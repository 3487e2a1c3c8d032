//! Session coordinator
//!
//! Owns the client-side session state and drives it from two directions:
//! commands issued by the presentation layer, and messages pushed by the
//! backend over the connection.
//!
//! # Lifecycle
//!
//! ```text
//! Connecting --sendId--> Identified --login/register ok--> Authenticated
//!      |            \--(cached creds)--> AutoLoginPending --ok--> Authenticated
//!      |                                        \--error--> Identified
//!      \--------------- any phase --closed--> Disconnected
//! ```
//!
//! Replies from the backend carry no request identifier. The coordinator
//! therefore keeps at most one deployment and one execution in flight and
//! matches each reply to the single outstanding request of its kind.

use std::sync::Arc;

use bytes::Bytes;
use tokio::sync::watch;
use uuid::Uuid;

use rx_core::error::{ClientError, ErrorKind, Precondition, TransportError};
use rx_core::traits::{MessageSink, Uploader};
use rx_core::types::{LastError, PendingDeployment, PendingExecution};
use rx_core::{CredentialStore, Credentials, Phase, Session, SessionView};
use rx_protocol::{
    encode_args, ConnectionId, Executable, ExecutableId, ExecutionOutput, Inbound, Outbound,
};

use crate::connection::ConnectionEvent;
use crate::state::ClientState;

/// Default bound on username length, in characters
pub const DEFAULT_MAX_USERNAME_LEN: usize = 40;

/// Coordinates authentication, deployment, and execution for one connection
pub struct SessionCoordinator {
    state: ClientState,
    sink: Arc<dyn MessageSink>,
    uploader: Arc<dyn Uploader>,
    credentials: Arc<dyn CredentialStore>,
    max_username_len: usize,
}
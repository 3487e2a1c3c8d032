//! CLI command implementations

mod auth;
mod config;
mod deploy;
mod exec;
mod list;
mod status;

pub use auth::{login_command, logout_command, register_command};
pub use config::{config_get, config_init, config_set, config_show};
pub use deploy::deploy_command;
pub use exec::{exec_command, resolve_executable};
pub use list::list_command;
pub use status::status_command;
****************
Exactly as written, repeat each line from the beginning of the data above to the line containing "use uuid::Uuid;", inclusive.

=== Exercise result ===
repository 3487e2a1c3c8d032
//! Session coordinator
//!
//! Owns the client-side session state and drives it from two directions:
//! commands issued by the presentation layer, and messages pushed by the
//! backend over the connection.
//!
//! # Lifecycle
//!
//! ```text
//! Connecting --sendId--> Identified --login/register ok--> Authenticated
//!      |            \--(cached creds)--> AutoLoginPending --ok--> Authenticated
//!      |                                        \--error--> Identified
//!      \--------------- any phase --closed--> Disconnected
//! ```
//!
//! Replies from the backend carry no request identifier. The coordinator
//! therefore keeps at most one deployment and one execution in flight and
//! matches each reply to the single outstanding request of its kind.

use std::sync::Arc;

use bytes::Bytes;
use tokio::sync::watch;
use uuid::Uuid;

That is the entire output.